Activity
Tally up the lines in the following entries where the string "Option" appears, and answer with the number alone.

Collected data
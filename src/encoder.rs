//! Mapping of run-time attribute values to cell contents

use crate::types::{AttributeValue, CellValue, Column};
use chrono::{NaiveDate, NaiveDateTime};

/// Encode one attribute value for `column`.
///
/// Pure and total. Dispatch order is absent, numeric, temporal, geometric,
/// then the default string representation for everything else. Geometries
/// with non-finite coordinates have no valid WKT and take the string rule.
pub fn encode_value(value: Option<&AttributeValue>, column: &Column) -> CellValue {
    let value = match value {
        None | Some(AttributeValue::Null) => return CellValue::Null,
        Some(v) => v,
    };

    if let Some(n) = as_number(value) {
        return CellValue::Number(n);
    }
    if let Some(dt) = as_temporal(value) {
        return CellValue::Temporal(dt);
    }
    if let AttributeValue::Geometry(g) = value {
        if crate::wkt::is_representable(g) {
            return CellValue::GeometryText(crate::wkt::to_wkt(g));
        }
        log::warn!(
            "column '{}' ({}) holds a geometry with non-finite coordinates, exported as text",
            column.name,
            column.index
        );
    }
    if let AttributeValue::Text(s) = value {
        return CellValue::Text(s.clone());
    }

    log::trace!(
        "column '{}' ({}) exported through its string form: {:?}",
        column.name,
        column.index,
        value
    );
    CellValue::Text(value.to_string())
}

fn as_number(value: &AttributeValue) -> Option<f64> {
    // Integers beyond 2^53 lose precision here
    match value {
        AttributeValue::Int(i) => Some(*i as f64),
        AttributeValue::UInt(u) => Some(*u as f64),
        AttributeValue::BigInt(i) => Some(*i as f64),
        AttributeValue::Float(f) => Some(*f),
        _ => None,
    }
}

fn as_temporal(value: &AttributeValue) -> Option<NaiveDateTime> {
    match value {
        AttributeValue::DateTime(dt) => Some(*dt),
        AttributeValue::Date(d) => Some(d.and_time(chrono::NaiveTime::MIN)),
        // time-only values sit on 1970-01-01
        AttributeValue::Time(t) => Some(NaiveDate::default().and_time(*t)),
        AttributeValue::Timestamp(ts) => Some(ts.naive_local()),
        _ => None,
    }
}

#[cfg(test)]
mod tests {
    use super::*;
    use chrono::{FixedOffset, NaiveTime, TimeZone};
    use geo_types::point;
    use proptest::prelude::*;
    use std::sync::Arc;

    fn col() -> Column {
        Column::new(0, "c")
    }

    fn ymd_hms(y: i32, m: u32, d: u32, h: u32, mi: u32, s: u32) -> NaiveDateTime {
        NaiveDate::from_ymd_opt(y, m, d)
            .and_then(|date| date.and_hms_opt(h, mi, s))
            .unwrap()
    }

    #[test]
    fn test_absent_and_null() {
        assert_eq!(encode_value(None, &col()), CellValue::Null);
        assert_eq!(encode_value(Some(&AttributeValue::Null), &col()), CellValue::Null);
    }

    #[test]
    fn test_numbers() {
        assert_eq!(encode_value(Some(&7i8.into()), &col()), CellValue::Number(7.0));
        assert_eq!(encode_value(Some(&u64::MAX.into()), &col()), CellValue::Number(u64::MAX as f64));
        assert_eq!(encode_value(Some(&2.5f32.into()), &col()), CellValue::Number(2.5));
        assert_eq!(
            encode_value(Some(&AttributeValue::BigInt(-3)), &col()),
            CellValue::Number(-3.0)
        );
    }

    #[test]
    fn test_temporals_keep_wall_clock() {
        let dt = ymd_hms(2023, 6, 30, 23, 59, 58);
        assert_eq!(encode_value(Some(&dt.into()), &col()), CellValue::Temporal(dt));

        let date = NaiveDate::from_ymd_opt(2020, 2, 29).unwrap();
        assert_eq!(
            encode_value(Some(&date.into()), &col()),
            CellValue::Temporal(ymd_hms(2020, 2, 29, 0, 0, 0))
        );

        let time = NaiveTime::from_hms_opt(12, 30, 0).unwrap();
        assert_eq!(
            encode_value(Some(&time.into()), &col()),
            CellValue::Temporal(ymd_hms(1970, 1, 1, 12, 30, 0))
        );

        // no shift towards UTC
        let offset = FixedOffset::west_opt(6 * 3600).unwrap();
        let ts = offset.with_ymd_and_hms(2024, 3, 1, 8, 0, 0).unwrap();
        assert_eq!(
            encode_value(Some(&ts.into()), &col()),
            CellValue::Temporal(ymd_hms(2024, 3, 1, 8, 0, 0))
        );
    }

    #[test]
    fn test_geometry() {
        let value: AttributeValue = point!(x: 0.0, y: 0.0).into();
        assert_eq!(
            encode_value(Some(&value), &col()),
            CellValue::GeometryText("POINT (0 0)".to_string())
        );
    }

    #[test]
    fn test_non_finite_geometry_is_text() {
        let value: AttributeValue = point!(x: f64::NAN, y: 1.0).into();
        assert_eq!(
            encode_value(Some(&value), &col()),
            CellValue::Text("POINT (NaN 1)".to_string())
        );
    }

    #[test]
    fn test_text_fallback() {
        assert_eq!(
            encode_value(Some(&"a".into()), &col()),
            CellValue::Text("a".to_string())
        );
        assert_eq!(
            encode_value(Some(&true.into()), &col()),
            CellValue::Text("true".to_string())
        );
        let other = AttributeValue::Other(Arc::new(uuid_like()));
        assert_eq!(
            encode_value(Some(&other), &col()),
            CellValue::Text("0000-1111".to_string())
        );
    }

    fn uuid_like() -> String {
        "0000-1111".to_string()
    }

    proptest! {
        #[test]
        fn prop_integers_become_numbers(i in any::<i64>()) {
            let cell = encode_value(Some(&AttributeValue::Int(i)), &col());
            prop_assert_eq!(cell, CellValue::Number(i as f64));
        }

        #[test]
        fn prop_floats_are_preserved(f in any::<f64>().prop_filter("finite", |f| f.is_finite())) {
            let value = AttributeValue::Float(f);
            let first = encode_value(Some(&value), &col());
            let second = encode_value(Some(&value), &col());
            prop_assert_eq!(&first, &CellValue::Number(f));
            prop_assert_eq!(first, second);
        }

        #[test]
        fn prop_strings_pass_through(s in ".*") {
            let cell = encode_value(Some(&AttributeValue::Text(s.clone())), &col());
            prop_assert_eq!(cell, CellValue::Text(s));
        }
    }
}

Result of this exercise
3